Levi Strauss’s Trademark and Domain Name Claims May Block Unauthorized Resales — Levi Strauss v. Papikian

1 06 2012

[Post by Venkat Balasubramani]

Levi Strauss & Co v. Papikian Enterprises, C 10-05051 JSW (N.D. Cal.; Aug. 24, 2011) [pdf]

Facts: Levi Strauss owns trademarks for “Levi’s,” “501” and other terms. It sells its products directly and to authorized retailers but does not sell through “distributors, wholesalers or jobbers.” Retailers are contractually restricted from reselling “first quality merchandise.” Papikian registered several domain names (501USA.com, 550jeans.com, 517jeans.com) through which he offered Levi Strauss products for sale. Levi Strauss grumbled about his use of various Levi Strauss trademarks and how Papikian sold goods to EU residents. The parties engaged in settlement discussions which were not fruitful, and ultimately Levi Strauss brought suit, alleging trademark and cybersquatting claims.
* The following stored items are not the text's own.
/// Arithmetic mean of the given rating values, rounded to one decimal place
/// (round-half-up). An empty set yields 0 rather than failing; recomputed on
/// every call, never cached.
pub fn average(values: &[u8]) -> f64 {
    if values.is_empty() {
        return 0.0;
    }
    let sum: u32 = values.iter().map(|v| u32::from(*v)).sum();
    let mean = f64::from(sum) / values.len() as f64;
    (mean * 10.0).round() / 10.0
}
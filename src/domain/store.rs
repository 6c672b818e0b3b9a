use std::sync::{PoisonError, RwLock, RwLockReadGuard, RwLockWriteGuard};

use serde::Deserialize;
use time::OffsetDateTime;
use tracing::info;

use crate::auth::password::hash_password;
use crate::domain::model::{Rating, Role, Store, User};
use crate::domain::{rating, validate};
use crate::error::ApiError;

/// Fields for a user about to be created. `password` is still plaintext;
/// hashing happens inside `create_user`, before any lock is taken.
#[derive(Debug)]
pub struct NewUser {
    pub name: String,
    pub email: String,
    pub password: String,
    pub address: String,
    pub role: Role,
}

#[derive(Debug)]
pub struct NewStore {
    pub name: String,
    pub email: String,
    pub address: String,
}

/// Admin user-list filters. Present fields compose with logical AND; an empty
/// filter matches everything. Text fields are case-insensitive substrings.
/// `role` is an exact match against the wire name; an unknown value matches
/// no user rather than failing the request.
#[derive(Debug, Default, Deserialize)]
pub struct UserFilter {
    pub name: Option<String>,
    pub email: Option<String>,
    pub address: Option<String>,
    pub role: Option<String>,
}

#[derive(Debug, Default, Deserialize)]
pub struct StoreFilter {
    pub name: Option<String>,
    pub address: Option<String>,
}

/// One store row personalized for a viewer, assembled from a single snapshot.
#[derive(Debug)]
pub struct StoreListing {
    pub store: Store,
    pub average: f64,
    pub viewer_rating: Option<u8>,
}

/// The owner dashboard payload, assembled from a single snapshot so the
/// average is always the mean of the rows it ships with.
#[derive(Debug)]
pub struct StoreDashboard {
    pub store: Store,
    pub average: f64,
    pub ratings: Vec<(Rating, User)>,
}

#[derive(Default)]
struct Collections {
    users: Vec<User>,
    stores: Vec<Store>,
    ratings: Vec<Rating>,
}

/// The in-memory domain store: the only component allowed to mutate state.
/// All three collections sit behind a single lock, so every read observes a
/// consistent snapshot and writes are serialized with each other, which also
/// makes max+1 id allocation race-free.
pub struct Database {
    inner: RwLock<Collections>,
}

/// Next id is max existing + 1, or 1 for an empty collection. Computed from
/// the rows rather than a running counter so numbering stays correct even if
/// entities arrive out of order or a collection is rebuilt.
fn next_id(ids: impl Iterator<Item = u64>) -> u64 {
    ids.max().map_or(1, |max| max + 1)
}

fn contains_ci(haystack: &str, needle: &str) -> bool {
    haystack.to_lowercase().contains(&needle.to_lowercase())
}

impl Database {
    pub fn new() -> Self {
        Self {
            inner: RwLock::new(Collections::default()),
        }
    }

    /// Bootstrap data matching first-run expectations: one admin, one store
    /// owner with an assigned store, one normal user, two stores, one rating.
    pub fn seeded() -> anyhow::Result<Self> {
        let users = vec![
            User {
                id: 1,
                name: "System Admin".into(),
                email: "admin@example.com".into(),
                password_hash: hash_password("Admin123!")?,
                address: "123 Admin Street".into(),
                role: Role::Admin,
                store_id: None,
            },
            User {
                id: 2,
                name: "Store Owner One".into(),
                email: "store1@example.com".into(),
                password_hash: hash_password("Store123!")?,
                address: "456 Store Avenue".into(),
                role: Role::StoreOwner,
                store_id: Some(1),
            },
            User {
                id: 3,
                name: "Normal User".into(),
                email: "user@example.com".into(),
                password_hash: hash_password("User123!")?,
                address: "789 User Road".into(),
                role: Role::Normal,
                store_id: None,
            },
        ];
        let stores = vec![
            Store {
                id: 1,
                name: "Fresh Grocery Store".into(),
                email: "store1@example.com".into(),
                address: "456 Store Avenue".into(),
                owner_id: Some(2),
            },
            Store {
                id: 2,
                name: "Electronics Hub".into(),
                email: "electronics@example.com".into(),
                address: "321 Tech Boulevard".into(),
                owner_id: None,
            },
        ];
        let ratings = vec![Rating {
            id: 1,
            user_id: 3,
            store_id: 1,
            value: 4,
            created_at: OffsetDateTime::now_utc(),
        }];
        Ok(Self {
            inner: RwLock::new(Collections {
                users,
                stores,
                ratings,
            }),
        })
    }

    fn read(&self) -> RwLockReadGuard<'_, Collections> {
        self.inner.read().unwrap_or_else(PoisonError::into_inner)
    }

    fn write(&self) -> RwLockWriteGuard<'_, Collections> {
        self.inner.write().unwrap_or_else(PoisonError::into_inner)
    }

    // --- users ---

    /// Validates (collecting every violation), hashes, then inserts.
    /// The duplicate-email check and the insert share one lock acquisition;
    /// hashing runs before the lock since it is the slow part.
    pub fn create_user(&self, new: NewUser) -> Result<User, ApiError> {
        let errors = validate::validate_user(&new.name, &new.email, &new.password, &new.address);
        if !errors.is_empty() {
            return Err(ApiError::Validation(errors));
        }
        let password_hash = hash_password(&new.password)?;

        let mut inner = self.write();
        // Case-sensitive, exactly as stored.
        if inner.users.iter().any(|u| u.email == new.email) {
            return Err(ApiError::DuplicateEmail);
        }
        let user = User {
            id: next_id(inner.users.iter().map(|u| u.id)),
            name: new.name,
            email: new.email,
            password_hash,
            address: new.address,
            role: new.role,
            store_id: None,
        };
        inner.users.push(user.clone());
        info!(user_id = user.id, role = ?user.role, "user created");
        Ok(user)
    }

    pub fn find_user_by_email(&self, email: &str) -> Option<User> {
        self.read().users.iter().find(|u| u.email == email).cloned()
    }

    pub fn find_user_by_id(&self, id: u64) -> Option<User> {
        self.read().users.iter().find(|u| u.id == id).cloned()
    }

    fn user_matches(user: &User, filter: &UserFilter) -> bool {
        filter
            .name
            .as_deref()
            .map_or(true, |n| contains_ci(&user.name, n))
            && filter
                .email
                .as_deref()
                .map_or(true, |e| contains_ci(&user.email, e))
            && filter
                .address
                .as_deref()
                .map_or(true, |a| contains_ci(&user.address, a))
            && filter
                .role
                .as_deref()
                .map_or(true, |r| user.role.as_str() == r)
    }

    pub fn list_users(&self, filter: &UserFilter) -> Vec<User> {
        self.read()
            .users
            .iter()
            .filter(|u| Self::user_matches(u, filter))
            .cloned()
            .collect()
    }

    /// Listing plus the store-average annotation for store owners, read under
    /// one guard so the averages come from the same snapshot as the rows.
    pub fn list_users_annotated(&self, filter: &UserFilter) -> Vec<(User, Option<f64>)> {
        let inner = self.read();
        inner
            .users
            .iter()
            .filter(|u| Self::user_matches(u, filter))
            .map(|u| {
                let average = (u.role == Role::StoreOwner).then(|| {
                    let values: Vec<u8> = u
                        .store_id
                        .map(|sid| {
                            inner
                                .ratings
                                .iter()
                                .filter(|r| r.store_id == sid)
                                .map(|r| r.value)
                                .collect()
                        })
                        .unwrap_or_default();
                    rating::average(&values)
                });
                (u.clone(), average)
            })
            .collect()
    }

    /// Re-runs only the password-shape rules against the new plaintext, not
    /// the full user validation.
    pub fn update_password(&self, id: u64, plaintext: &str) -> Result<(), ApiError> {
        let errors = validate::validate_password(plaintext);
        if !errors.is_empty() {
            return Err(ApiError::Validation(errors));
        }
        let password_hash = hash_password(plaintext)?;

        let mut inner = self.write();
        let user = inner
            .users
            .iter_mut()
            .find(|u| u.id == id)
            .ok_or(ApiError::NotFound("User"))?;
        user.password_hash = password_hash;
        info!(user_id = id, "password hash replaced");
        Ok(())
    }

    // --- stores ---

    pub fn create_store(&self, new: NewStore) -> Result<Store, ApiError> {
        if new.name.is_empty() || new.email.is_empty() || new.address.is_empty() {
            return Err(ApiError::Validation(vec![
                "All fields are required".to_string()
            ]));
        }
        let mut inner = self.write();
        let store = Store {
            id: next_id(inner.stores.iter().map(|s| s.id)),
            name: new.name,
            email: new.email,
            address: new.address,
            owner_id: None,
        };
        inner.stores.push(store.clone());
        info!(store_id = store.id, "store created");
        Ok(store)
    }

    fn store_matches(store: &Store, filter: &StoreFilter) -> bool {
        filter
            .name
            .as_deref()
            .map_or(true, |n| contains_ci(&store.name, n))
            && filter
                .address
                .as_deref()
                .map_or(true, |a| contains_ci(&store.address, a))
    }

    pub fn list_stores(&self, filter: &StoreFilter) -> Vec<Store> {
        self.read()
            .stores
            .iter()
            .filter(|s| Self::store_matches(s, filter))
            .cloned()
            .collect()
    }

    /// Personalized listing for one viewer: the shared average and the
    /// viewer's own rating per store, all read under one guard.
    pub fn list_stores_for(&self, viewer_id: u64, filter: &StoreFilter) -> Vec<StoreListing> {
        let inner = self.read();
        inner
            .stores
            .iter()
            .filter(|s| Self::store_matches(s, filter))
            .map(|s| {
                let values: Vec<u8> = inner
                    .ratings
                    .iter()
                    .filter(|r| r.store_id == s.id)
                    .map(|r| r.value)
                    .collect();
                let viewer_rating = inner
                    .ratings
                    .iter()
                    .find(|r| r.store_id == s.id && r.user_id == viewer_id)
                    .map(|r| r.value);
                StoreListing {
                    store: s.clone(),
                    average: rating::average(&values),
                    viewer_rating,
                }
            })
            .collect()
    }

    /// Resolves a store through its owner back-reference.
    pub fn store_owned_by(&self, user_id: u64) -> Option<Store> {
        self.read()
            .stores
            .iter()
            .find(|s| s.owner_id == Some(user_id))
            .cloned()
    }

    /// The owner dashboard join: store, average, and rows enriched with the
    /// rater's identity, all from a single snapshot. `None` when the owner
    /// has no store assigned.
    pub fn store_dashboard(&self, owner_id: u64) -> anyhow::Result<Option<StoreDashboard>> {
        let inner = self.read();
        let Some(store) = inner
            .stores
            .iter()
            .find(|s| s.owner_id == Some(owner_id))
            .cloned()
        else {
            return Ok(None);
        };
        let rows: Vec<&Rating> = inner
            .ratings
            .iter()
            .filter(|r| r.store_id == store.id)
            .collect();
        let values: Vec<u8> = rows.iter().map(|r| r.value).collect();
        let average = rating::average(&values);
        let mut ratings = Vec::with_capacity(rows.len());
        for r in rows {
            let rater = inner.users.iter().find(|u| u.id == r.user_id).ok_or_else(|| {
                anyhow::anyhow!("rating {} references missing user {}", r.id, r.user_id)
            })?;
            ratings.push((r.clone(), rater.clone()));
        }
        Ok(Some(StoreDashboard {
            store,
            average,
            ratings,
        }))
    }

    // --- ratings ---

    /// At most one rating per (user, store): a repeat submission overwrites
    /// the value and refreshes `created_at` instead of inserting a new row.
    pub fn upsert_rating(&self, user_id: u64, store_id: u64, value: u8) -> Result<(), ApiError> {
        if !(1..=5).contains(&value) {
            return Err(ApiError::InvalidRating);
        }
        let mut inner = self.write();
        if !inner.stores.iter().any(|s| s.id == store_id) {
            return Err(ApiError::NotFound("Store"));
        }
        let now = OffsetDateTime::now_utc();
        let existing = inner
            .ratings
            .iter()
            .position(|r| r.user_id == user_id && r.store_id == store_id);
        match existing {
            Some(pos) => {
                let rating = &mut inner.ratings[pos];
                rating.value = value;
                rating.created_at = now;
                info!(user_id, store_id, value, "rating updated");
            }
            None => {
                let id = next_id(inner.ratings.iter().map(|r| r.id));
                inner.ratings.push(Rating {
                    id,
                    user_id,
                    store_id,
                    value,
                    created_at: now,
                });
                info!(user_id, store_id, value, "rating inserted");
            }
        }
        Ok(())
    }

    pub fn find_rating(&self, user_id: u64, store_id: u64) -> Option<Rating> {
        self.read()
            .ratings
            .iter()
            .find(|r| r.user_id == user_id && r.store_id == store_id)
            .cloned()
    }

    pub fn ratings_for_store(&self, store_id: u64) -> Vec<Rating> {
        self.read()
            .ratings
            .iter()
            .filter(|r| r.store_id == store_id)
            .cloned()
            .collect()
    }

    /// Snapshot-consistent wrapper around the aggregation function.
    pub fn average_rating(&self, store_id: u64) -> f64 {
        let inner = self.read();
        let values: Vec<u8> = inner
            .ratings
            .iter()
            .filter(|r| r.store_id == store_id)
            .map(|r| r.value)
            .collect();
        rating::average(&values)
    }

    /// Live counts for the admin dashboard: (non-admin users, stores, ratings).
    pub fn stats(&self) -> (usize, usize, usize) {
        let inner = self.read();
        let users = inner.users.iter().filter(|u| u.role != Role::Admin).count();
        (users, inner.stores.len(), inner.ratings.len())
    }
}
Levi Strauss alleged that in response to some of Levi Strauss’s complaints, Papikian made some changes to his website, but at some point along the way, these changes reverted, and Papikian’s website “looked more professional, offered [Levi Strauss] products exclusively, and make more extensive use of [Levi Strauss] trademarks.”

Papikian brought a motion for summary judgment, which the court denies.